◆ **Work to complete**:
Search the lines of the records for the word "growth", and copy every line that has it.

[Data records]
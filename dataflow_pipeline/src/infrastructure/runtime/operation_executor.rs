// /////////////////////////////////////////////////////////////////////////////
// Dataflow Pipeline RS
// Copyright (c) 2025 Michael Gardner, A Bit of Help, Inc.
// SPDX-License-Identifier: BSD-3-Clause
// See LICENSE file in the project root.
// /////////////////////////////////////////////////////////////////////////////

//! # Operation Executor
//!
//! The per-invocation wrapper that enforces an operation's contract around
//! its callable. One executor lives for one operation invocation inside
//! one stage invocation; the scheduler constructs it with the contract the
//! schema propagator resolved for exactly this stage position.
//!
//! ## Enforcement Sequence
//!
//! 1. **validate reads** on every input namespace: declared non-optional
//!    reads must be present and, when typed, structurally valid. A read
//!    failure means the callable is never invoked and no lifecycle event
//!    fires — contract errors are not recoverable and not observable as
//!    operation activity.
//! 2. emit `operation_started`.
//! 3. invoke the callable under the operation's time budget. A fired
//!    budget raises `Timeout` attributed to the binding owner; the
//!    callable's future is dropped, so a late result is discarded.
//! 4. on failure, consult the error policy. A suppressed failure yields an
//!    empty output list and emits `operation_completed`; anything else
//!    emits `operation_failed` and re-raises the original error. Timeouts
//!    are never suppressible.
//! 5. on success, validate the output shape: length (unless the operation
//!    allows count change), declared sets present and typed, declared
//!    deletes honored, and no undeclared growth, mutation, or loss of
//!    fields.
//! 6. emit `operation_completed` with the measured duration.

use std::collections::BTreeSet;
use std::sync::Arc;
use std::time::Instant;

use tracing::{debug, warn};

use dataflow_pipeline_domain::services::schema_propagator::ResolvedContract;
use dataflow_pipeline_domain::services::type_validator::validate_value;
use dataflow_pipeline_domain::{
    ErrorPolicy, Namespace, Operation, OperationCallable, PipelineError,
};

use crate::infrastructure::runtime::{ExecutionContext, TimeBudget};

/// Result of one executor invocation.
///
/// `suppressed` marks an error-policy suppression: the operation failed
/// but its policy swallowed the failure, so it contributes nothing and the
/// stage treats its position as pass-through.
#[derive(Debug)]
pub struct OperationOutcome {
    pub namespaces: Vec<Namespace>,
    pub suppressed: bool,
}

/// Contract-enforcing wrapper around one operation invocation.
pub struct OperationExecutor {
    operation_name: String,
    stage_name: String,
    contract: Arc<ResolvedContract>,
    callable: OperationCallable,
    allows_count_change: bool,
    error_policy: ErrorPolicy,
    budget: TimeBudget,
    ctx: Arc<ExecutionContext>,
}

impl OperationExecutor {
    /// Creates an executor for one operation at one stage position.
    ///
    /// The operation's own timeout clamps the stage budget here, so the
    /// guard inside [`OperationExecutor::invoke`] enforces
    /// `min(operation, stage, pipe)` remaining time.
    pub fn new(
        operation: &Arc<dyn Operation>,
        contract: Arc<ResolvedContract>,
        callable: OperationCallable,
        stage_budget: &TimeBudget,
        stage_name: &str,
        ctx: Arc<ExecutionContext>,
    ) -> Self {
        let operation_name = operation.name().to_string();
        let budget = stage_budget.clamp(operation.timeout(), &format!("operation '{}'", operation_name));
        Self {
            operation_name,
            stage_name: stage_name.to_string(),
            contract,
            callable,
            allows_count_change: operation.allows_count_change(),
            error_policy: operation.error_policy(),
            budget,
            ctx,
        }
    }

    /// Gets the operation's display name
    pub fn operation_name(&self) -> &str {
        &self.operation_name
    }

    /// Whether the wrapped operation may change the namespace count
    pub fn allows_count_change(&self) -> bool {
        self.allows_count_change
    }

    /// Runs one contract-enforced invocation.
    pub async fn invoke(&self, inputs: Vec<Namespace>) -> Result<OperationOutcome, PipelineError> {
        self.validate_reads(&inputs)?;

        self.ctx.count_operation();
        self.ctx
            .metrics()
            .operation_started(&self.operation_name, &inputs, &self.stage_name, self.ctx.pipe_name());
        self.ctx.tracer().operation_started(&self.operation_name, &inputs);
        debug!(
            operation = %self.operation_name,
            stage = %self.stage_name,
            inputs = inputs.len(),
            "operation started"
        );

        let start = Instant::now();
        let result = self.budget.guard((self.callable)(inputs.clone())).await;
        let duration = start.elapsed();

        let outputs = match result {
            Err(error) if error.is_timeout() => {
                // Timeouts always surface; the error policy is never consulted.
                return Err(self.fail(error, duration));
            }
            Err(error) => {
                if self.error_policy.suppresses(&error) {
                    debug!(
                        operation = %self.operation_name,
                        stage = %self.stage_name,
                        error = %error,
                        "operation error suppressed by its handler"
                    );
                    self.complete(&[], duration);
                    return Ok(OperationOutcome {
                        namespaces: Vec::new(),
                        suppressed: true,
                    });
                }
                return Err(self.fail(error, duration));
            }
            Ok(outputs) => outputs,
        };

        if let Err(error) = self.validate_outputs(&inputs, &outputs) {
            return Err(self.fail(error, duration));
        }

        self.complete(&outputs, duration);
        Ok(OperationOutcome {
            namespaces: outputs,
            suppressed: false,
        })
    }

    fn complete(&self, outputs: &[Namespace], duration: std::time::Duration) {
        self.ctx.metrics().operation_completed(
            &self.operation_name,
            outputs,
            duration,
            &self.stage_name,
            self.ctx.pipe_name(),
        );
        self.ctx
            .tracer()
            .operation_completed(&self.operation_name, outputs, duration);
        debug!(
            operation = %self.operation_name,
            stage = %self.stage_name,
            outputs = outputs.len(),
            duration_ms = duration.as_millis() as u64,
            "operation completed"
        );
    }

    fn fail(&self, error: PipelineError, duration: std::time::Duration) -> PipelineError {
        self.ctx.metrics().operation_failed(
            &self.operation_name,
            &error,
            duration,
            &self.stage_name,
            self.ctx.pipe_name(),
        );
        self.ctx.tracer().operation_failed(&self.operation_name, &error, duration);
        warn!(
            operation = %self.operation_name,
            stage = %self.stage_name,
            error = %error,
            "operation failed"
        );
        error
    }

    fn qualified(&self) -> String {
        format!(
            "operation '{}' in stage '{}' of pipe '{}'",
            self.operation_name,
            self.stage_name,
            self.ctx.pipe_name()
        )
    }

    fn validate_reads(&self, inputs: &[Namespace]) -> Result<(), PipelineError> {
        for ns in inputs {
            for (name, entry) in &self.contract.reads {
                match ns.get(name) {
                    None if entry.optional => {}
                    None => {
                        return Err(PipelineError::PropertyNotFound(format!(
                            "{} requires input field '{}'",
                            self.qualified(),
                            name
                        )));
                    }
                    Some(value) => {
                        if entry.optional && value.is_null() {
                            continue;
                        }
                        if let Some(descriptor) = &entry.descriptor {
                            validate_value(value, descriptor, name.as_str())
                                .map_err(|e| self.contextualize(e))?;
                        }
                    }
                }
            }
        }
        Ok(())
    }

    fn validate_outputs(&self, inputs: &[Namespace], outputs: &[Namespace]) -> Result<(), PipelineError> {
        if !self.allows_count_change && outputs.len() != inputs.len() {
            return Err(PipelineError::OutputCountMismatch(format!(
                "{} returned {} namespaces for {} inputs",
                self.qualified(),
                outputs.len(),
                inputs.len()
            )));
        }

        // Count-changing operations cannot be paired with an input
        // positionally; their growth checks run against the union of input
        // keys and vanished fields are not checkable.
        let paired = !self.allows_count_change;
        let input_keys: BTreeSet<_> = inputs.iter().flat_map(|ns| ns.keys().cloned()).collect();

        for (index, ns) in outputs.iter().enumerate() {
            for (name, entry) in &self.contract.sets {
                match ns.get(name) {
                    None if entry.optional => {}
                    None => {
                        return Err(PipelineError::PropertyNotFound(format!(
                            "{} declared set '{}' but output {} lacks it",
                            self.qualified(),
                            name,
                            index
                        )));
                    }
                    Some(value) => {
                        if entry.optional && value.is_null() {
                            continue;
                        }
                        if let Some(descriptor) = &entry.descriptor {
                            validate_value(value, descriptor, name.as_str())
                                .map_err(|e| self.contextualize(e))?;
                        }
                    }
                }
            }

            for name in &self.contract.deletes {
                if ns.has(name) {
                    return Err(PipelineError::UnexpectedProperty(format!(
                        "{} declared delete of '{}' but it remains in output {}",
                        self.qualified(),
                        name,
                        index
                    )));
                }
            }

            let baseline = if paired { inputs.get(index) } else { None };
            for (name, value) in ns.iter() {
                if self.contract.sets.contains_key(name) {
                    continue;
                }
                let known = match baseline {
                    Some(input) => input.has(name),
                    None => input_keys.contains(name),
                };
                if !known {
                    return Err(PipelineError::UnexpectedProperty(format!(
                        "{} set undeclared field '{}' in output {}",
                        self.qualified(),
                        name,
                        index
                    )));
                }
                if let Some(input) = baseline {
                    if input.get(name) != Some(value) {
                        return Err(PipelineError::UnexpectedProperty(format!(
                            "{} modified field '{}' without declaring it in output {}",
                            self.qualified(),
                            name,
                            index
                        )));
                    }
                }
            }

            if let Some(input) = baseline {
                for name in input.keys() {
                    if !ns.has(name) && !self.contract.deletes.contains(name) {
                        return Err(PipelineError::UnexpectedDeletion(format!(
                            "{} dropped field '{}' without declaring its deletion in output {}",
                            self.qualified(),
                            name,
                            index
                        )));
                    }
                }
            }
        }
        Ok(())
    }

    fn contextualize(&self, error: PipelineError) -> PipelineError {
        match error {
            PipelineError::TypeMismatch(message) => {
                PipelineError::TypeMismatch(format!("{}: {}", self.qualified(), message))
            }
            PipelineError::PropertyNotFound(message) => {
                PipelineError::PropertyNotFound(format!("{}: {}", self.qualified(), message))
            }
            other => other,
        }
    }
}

==

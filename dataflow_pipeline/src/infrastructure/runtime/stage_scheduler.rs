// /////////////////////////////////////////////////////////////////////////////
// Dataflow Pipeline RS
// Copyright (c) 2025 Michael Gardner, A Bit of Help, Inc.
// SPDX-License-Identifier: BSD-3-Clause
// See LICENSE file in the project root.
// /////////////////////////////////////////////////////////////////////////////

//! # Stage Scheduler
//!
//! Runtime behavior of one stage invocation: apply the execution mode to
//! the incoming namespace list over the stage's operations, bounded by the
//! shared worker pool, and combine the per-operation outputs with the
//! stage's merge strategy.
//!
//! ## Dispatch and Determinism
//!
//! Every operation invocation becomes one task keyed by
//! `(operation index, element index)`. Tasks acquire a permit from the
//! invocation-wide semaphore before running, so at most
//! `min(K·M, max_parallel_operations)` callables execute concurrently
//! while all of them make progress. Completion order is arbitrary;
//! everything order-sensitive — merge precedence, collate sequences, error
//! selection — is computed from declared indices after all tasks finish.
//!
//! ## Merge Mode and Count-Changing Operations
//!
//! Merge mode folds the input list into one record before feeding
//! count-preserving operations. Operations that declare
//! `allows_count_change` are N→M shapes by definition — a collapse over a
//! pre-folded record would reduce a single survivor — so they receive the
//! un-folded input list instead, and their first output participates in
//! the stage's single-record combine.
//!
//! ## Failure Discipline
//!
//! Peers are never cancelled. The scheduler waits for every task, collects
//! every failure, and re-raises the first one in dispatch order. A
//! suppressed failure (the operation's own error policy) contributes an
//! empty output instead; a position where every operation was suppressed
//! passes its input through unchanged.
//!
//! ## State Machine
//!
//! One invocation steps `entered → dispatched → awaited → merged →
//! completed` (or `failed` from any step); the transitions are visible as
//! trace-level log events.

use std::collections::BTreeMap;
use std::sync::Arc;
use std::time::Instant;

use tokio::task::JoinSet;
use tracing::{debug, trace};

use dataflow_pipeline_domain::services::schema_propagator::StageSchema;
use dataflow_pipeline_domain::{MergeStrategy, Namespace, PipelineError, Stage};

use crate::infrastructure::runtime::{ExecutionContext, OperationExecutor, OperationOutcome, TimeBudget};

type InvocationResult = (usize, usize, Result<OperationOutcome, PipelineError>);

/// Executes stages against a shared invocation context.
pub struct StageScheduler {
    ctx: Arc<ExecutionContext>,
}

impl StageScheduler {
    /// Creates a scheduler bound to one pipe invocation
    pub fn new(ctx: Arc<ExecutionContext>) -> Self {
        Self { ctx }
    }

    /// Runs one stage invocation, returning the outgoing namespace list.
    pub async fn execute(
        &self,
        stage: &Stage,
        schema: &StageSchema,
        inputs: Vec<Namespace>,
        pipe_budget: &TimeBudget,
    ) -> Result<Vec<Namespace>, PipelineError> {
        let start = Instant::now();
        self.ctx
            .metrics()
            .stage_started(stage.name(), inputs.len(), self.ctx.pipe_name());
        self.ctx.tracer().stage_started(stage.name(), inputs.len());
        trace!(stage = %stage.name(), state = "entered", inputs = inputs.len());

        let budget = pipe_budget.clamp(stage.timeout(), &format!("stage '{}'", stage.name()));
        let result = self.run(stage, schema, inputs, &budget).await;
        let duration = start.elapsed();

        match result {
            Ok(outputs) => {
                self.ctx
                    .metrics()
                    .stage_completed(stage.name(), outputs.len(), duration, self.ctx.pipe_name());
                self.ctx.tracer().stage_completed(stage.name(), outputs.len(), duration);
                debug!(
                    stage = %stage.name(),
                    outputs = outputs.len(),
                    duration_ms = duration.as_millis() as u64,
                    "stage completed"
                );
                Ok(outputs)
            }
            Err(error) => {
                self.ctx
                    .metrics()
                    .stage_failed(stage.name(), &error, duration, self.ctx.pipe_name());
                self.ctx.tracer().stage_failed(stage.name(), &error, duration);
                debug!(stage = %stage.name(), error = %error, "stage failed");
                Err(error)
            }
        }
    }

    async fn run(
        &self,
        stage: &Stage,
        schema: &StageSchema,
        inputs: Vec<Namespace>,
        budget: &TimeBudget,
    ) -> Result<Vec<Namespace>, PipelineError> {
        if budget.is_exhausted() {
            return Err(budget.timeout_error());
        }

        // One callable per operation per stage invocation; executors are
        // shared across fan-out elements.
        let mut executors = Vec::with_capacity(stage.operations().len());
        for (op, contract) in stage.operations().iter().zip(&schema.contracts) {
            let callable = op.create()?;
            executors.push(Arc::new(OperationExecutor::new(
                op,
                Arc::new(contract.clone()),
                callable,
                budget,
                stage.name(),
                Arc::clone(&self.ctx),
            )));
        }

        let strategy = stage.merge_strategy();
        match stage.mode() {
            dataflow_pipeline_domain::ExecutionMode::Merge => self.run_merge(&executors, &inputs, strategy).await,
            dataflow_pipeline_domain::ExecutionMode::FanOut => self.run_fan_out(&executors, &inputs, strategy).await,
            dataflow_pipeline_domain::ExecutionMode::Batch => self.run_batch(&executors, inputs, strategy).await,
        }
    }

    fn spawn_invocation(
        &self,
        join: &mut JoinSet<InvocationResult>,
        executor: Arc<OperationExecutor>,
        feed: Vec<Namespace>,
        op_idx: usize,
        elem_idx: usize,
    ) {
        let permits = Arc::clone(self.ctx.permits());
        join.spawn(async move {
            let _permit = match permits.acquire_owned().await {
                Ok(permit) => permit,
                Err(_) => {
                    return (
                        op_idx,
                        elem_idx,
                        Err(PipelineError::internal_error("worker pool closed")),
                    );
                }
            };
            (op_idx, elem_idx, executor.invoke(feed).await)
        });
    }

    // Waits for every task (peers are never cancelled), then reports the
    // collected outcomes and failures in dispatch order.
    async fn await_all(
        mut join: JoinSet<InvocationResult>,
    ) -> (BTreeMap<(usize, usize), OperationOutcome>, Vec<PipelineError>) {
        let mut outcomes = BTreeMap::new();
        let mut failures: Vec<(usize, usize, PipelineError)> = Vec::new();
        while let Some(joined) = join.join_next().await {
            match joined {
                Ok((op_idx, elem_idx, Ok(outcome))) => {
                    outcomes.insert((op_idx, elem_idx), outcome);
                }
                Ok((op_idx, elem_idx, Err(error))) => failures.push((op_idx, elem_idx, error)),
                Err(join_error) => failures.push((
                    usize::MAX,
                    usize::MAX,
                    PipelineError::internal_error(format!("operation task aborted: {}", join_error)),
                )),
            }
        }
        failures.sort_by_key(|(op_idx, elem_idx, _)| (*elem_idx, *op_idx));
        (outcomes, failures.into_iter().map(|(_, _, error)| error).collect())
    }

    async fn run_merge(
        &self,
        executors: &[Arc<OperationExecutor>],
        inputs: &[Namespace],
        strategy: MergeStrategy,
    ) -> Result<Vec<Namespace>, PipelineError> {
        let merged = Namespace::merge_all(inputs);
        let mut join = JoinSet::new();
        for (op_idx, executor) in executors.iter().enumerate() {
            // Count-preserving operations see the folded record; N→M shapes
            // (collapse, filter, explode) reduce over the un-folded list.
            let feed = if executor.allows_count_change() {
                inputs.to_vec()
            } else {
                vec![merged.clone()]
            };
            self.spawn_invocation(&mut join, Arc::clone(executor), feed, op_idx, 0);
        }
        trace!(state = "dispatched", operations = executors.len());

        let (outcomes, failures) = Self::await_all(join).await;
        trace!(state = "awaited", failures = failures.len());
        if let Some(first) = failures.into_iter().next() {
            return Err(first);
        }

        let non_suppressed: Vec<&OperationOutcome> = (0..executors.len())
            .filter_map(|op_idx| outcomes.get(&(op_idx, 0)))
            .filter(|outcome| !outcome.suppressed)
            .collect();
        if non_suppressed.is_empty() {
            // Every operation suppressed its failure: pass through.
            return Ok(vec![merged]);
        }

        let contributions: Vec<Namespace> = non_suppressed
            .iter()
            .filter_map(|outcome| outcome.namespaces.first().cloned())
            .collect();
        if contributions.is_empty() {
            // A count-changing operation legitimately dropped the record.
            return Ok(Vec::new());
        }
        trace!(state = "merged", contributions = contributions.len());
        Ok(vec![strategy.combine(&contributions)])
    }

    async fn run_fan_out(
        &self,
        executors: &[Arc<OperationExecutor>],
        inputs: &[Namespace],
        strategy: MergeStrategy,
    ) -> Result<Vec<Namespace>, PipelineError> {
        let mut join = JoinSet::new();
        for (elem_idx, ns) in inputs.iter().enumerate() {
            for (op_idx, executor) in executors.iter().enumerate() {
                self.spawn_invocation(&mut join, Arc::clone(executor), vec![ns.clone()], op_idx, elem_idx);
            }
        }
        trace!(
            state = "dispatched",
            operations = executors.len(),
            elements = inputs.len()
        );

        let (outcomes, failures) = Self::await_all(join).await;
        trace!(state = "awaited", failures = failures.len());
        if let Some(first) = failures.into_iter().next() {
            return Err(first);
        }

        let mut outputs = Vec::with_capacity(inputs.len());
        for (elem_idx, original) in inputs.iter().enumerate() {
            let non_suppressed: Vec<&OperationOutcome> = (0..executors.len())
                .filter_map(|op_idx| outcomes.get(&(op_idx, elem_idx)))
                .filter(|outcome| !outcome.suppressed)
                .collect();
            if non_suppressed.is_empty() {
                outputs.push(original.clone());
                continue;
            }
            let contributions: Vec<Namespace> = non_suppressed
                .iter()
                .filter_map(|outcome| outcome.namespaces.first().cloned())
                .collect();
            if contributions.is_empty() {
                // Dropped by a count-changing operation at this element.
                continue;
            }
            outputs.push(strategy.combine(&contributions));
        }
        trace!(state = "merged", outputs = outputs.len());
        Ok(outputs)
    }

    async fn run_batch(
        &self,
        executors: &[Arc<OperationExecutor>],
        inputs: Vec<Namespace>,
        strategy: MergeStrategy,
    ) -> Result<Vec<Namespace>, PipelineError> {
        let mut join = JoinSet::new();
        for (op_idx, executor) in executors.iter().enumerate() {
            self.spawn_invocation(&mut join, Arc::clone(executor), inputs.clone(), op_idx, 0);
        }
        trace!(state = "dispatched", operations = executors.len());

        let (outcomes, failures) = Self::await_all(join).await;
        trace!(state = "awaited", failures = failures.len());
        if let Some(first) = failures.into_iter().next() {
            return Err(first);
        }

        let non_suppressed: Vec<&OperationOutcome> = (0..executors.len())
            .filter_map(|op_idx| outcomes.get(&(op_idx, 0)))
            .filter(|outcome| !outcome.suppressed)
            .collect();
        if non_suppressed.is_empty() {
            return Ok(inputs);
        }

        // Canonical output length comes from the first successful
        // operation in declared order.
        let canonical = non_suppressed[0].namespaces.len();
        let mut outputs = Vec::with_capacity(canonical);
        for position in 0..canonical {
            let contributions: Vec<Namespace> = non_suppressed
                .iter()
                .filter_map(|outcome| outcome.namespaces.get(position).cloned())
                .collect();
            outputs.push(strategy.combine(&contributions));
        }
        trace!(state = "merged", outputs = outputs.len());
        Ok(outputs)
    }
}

◆ **Written answer**:
//!    deletes honored, and no undeclared growth, mutation, or loss of
        // positionally; their growth checks run against the union of input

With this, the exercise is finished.